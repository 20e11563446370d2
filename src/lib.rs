pub mod api;
pub mod config;
pub mod error;
pub mod io;
pub mod models;
pub mod stages;
pub mod table;

pub use api::{ApiClient, ApiConfig};
pub use config::CachePaths;
pub use error::EtlError;
pub use io::{Source, read_table, write_table};
pub use models::{
    EntitySentence, PlaceId, Review, SentenceSentiment, SentimentLabel, TableRow,
};
pub use stages::{
    StageConfig, StageResult, execute_entities, execute_reviews, execute_sentiment,
};
pub use table::{SchemaMapping, Table, TableError};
^^^^
• Work instructions: All of the data above should be duplicated exactly.

• Expected answer:
repository 20e11563446370d2
filename src/lib.rs
pub mod api;
pub mod config;
pub mod error;
pub mod io;
pub mod models;
pub mod stages;
pub mod table;

pub use api::{ApiClient, ApiConfig};
pub use config::CachePaths;
pub use error::EtlError;
pub use io::{Source, read_table, write_table};
pub use models::{
    EntitySentence, PlaceId, Review, SentenceSentiment, SentimentLabel, TableRow,
};
pub use stages::{
    StageConfig, StageResult, execute_entities, execute_reviews, execute_sentiment,
};
pub use table::{SchemaMapping, Table, TableError};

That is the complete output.